With the original river on the left, the changes in between, and eventually the "new" river over on the right, with those little lakes left over. The changes would be caused by the force of the water coming up and hitting that curve and eventually just pounding through the dirt to create a new channel.
So if that's true -- and I assume it must be, because half-remembered
Ranger Rick articles from childhood are
always true (except the ones about tidal pools, which don't exist) -- then
why are rivers curvy at all, anymore? Every river that exists has been around for something like 1 million years, time enough to
carve the Grand Canyon. If the Colorado river can dig out that kind of canyon, why can't other rivers get through some mossy soil?

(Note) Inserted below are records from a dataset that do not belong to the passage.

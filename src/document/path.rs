//! Field paths relative to a single record document
//!
//! Syntax:
//! - `""` or `$` addresses the record itself
//! - `a.b` descends through mapping fields
//! - `tags[]` descends into every element of the `tags` sequence
//! - a bare `[]` segment descends into every element of the current node

use std::fmt;

use super::errors::{DocumentError, DocumentResult};
use super::value::Document;

#[derive(Debug, Clone, PartialEq, Eq)]
enum Segment {
    Field(String),
    Each,
}

/// A parsed path expression.
#[derive(Debug, Clone, PartialEq, Eq)]
pub struct DocumentPath {
    raw: String,
    segments: Vec<Segment>,
}

impl DocumentPath {
    /// The path addressing the record root.
    pub fn root() -> Self {
        Self {
            raw: String::new(),
            segments: Vec::new(),
        }
    }

    pub fn parse(raw: &str) -> DocumentResult<Self> {
        let trimmed = raw.trim();
        if trimmed.is_empty() || trimmed == "$" {
            return Ok(Self::root());
        }

        let mut segments = Vec::new();
        for part in trimmed.split('.') {
            let mut name = part;
            let mut each = 0;
            while let Some(stripped) = name.strip_suffix("[]") {
                name = stripped;
                each += 1;
            }
            if name.contains('[') || name.contains(']') {
                return Err(DocumentError::invalid_path(raw, "brackets must be written as '[]'"));
            }
            if name.is_empty() && each == 0 {
                return Err(DocumentError::invalid_path(raw, "empty segment"));
            }
            if !name.is_empty() {
                segments.push(Segment::Field(name.to_string()));
            }
            segments.extend(std::iter::repeat(Segment::Each).take(each));
        }

        Ok(Self {
            raw: trimmed.to_string(),
            segments,
        })
    }

    pub fn is_root(&self) -> bool {
        self.segments.is_empty()
    }

    pub fn as_str(&self) -> &str {
        &self.raw
    }

    /// Applies `f` to every node this path resolves to.
    ///
    /// Absent fields and shape mismatches along the way are skipped; a path
    /// that matches nothing is not an error.
    pub fn visit_mut<E, F>(&self, doc: &mut Document, f: &mut F) -> Result<(), E>
    where
        F: FnMut(&mut Document) -> Result<(), E>,
    {
        visit(&self.segments, doc, f)
    }
}

fn visit<E, F>(segments: &[Segment], doc: &mut Document, f: &mut F) -> Result<(), E>
where
    F: FnMut(&mut Document) -> Result<(), E>,
{
    let Some((head, rest)) = segments.split_first() else {
        return f(doc);
    };

    match head {
        Segment::Field(name) => match doc.as_mapping_mut().and_then(|m| m.get_mut(name)) {
            Some(child) => visit(rest, child, f),
            None => Ok(()),
        },
        Segment::Each => match doc.as_sequence_mut() {
            Some(items) => {
                for item in items.iter_mut() {
                    visit(rest, item, f)?;
                }
                Ok(())
            }
            None => Ok(()),
        },
    }
}

impl fmt::Display for DocumentPath {
    fn fmt(&self, f: &mut fmt::Formatter<'_>) -> fmt::Result {
        if self.is_root() {
            write!(f, "$")
        } else {
            write!(f, "{}", self.raw)
        }
    }
}

#[cfg(test)]
mod tests {
    use super::*;
    use serde_json::json;
    use std::convert::Infallible;

    fn collect_strings(path: &str, doc: &mut Document) -> Vec<String> {
        let path = DocumentPath::parse(path).unwrap();
        let mut seen = Vec::new();
        path.visit_mut(doc, &mut |node: &mut Document| -> Result<(), Infallible> {
            if let Some(s) = node.as_str() {
                seen.push(s.to_string());
            }
            Ok(())
        })
        .unwrap();
        seen
    }

    #[test]
    fn test_root_path() {
        assert!(DocumentPath::parse("").unwrap().is_root());
        assert!(DocumentPath::parse("$").unwrap().is_root());
        assert_eq!(DocumentPath::root().to_string(), "$");
    }

    #[test]
    fn test_nested_field() {
        let mut doc = Document::from(json!({"owner": {"name": "ada"}}));
        assert_eq!(collect_strings("owner.name", &mut doc), vec!["ada"]);
    }

    #[test]
    fn test_each_element() {
        let mut doc = Document::from(json!({"tags": ["a", "b", 3]}));
        assert_eq!(collect_strings("tags[]", &mut doc), vec!["a", "b"]);
    }

    #[test]
    fn test_each_then_field() {
        let mut doc = Document::from(json!({"events": [{"at": "x"}, {"at": "y"}, {}]}));
        assert_eq!(collect_strings("events[].at", &mut doc), vec!["x", "y"]);
    }

    #[test]
    fn test_absent_path_is_skipped() {
        let mut doc = Document::from(json!({"a": 1}));
        assert!(collect_strings("b.c", &mut doc).is_empty());
    }

    #[test]
    fn test_invalid_paths() {
        assert!(DocumentPath::parse("a..b").is_err());
        assert!(DocumentPath::parse("a[0]").is_err());
    }
}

Lest you doubt me and my half-remembered
Ranger Rick's, look at
this photo. It's of
Lake Marrangua,

In Africa, and
Lake Marrangua is described as a
stranded lake that
once had an outlet to the sea. (
Source.) Which is proof that it
can occur, I suppose, but if it
can happen, then why hasn't it happened all over the world? Are "stranded lakes" and rivers straightening their course another thing that scientists have made up, like velociraptors and
the Boxing Dinosaur?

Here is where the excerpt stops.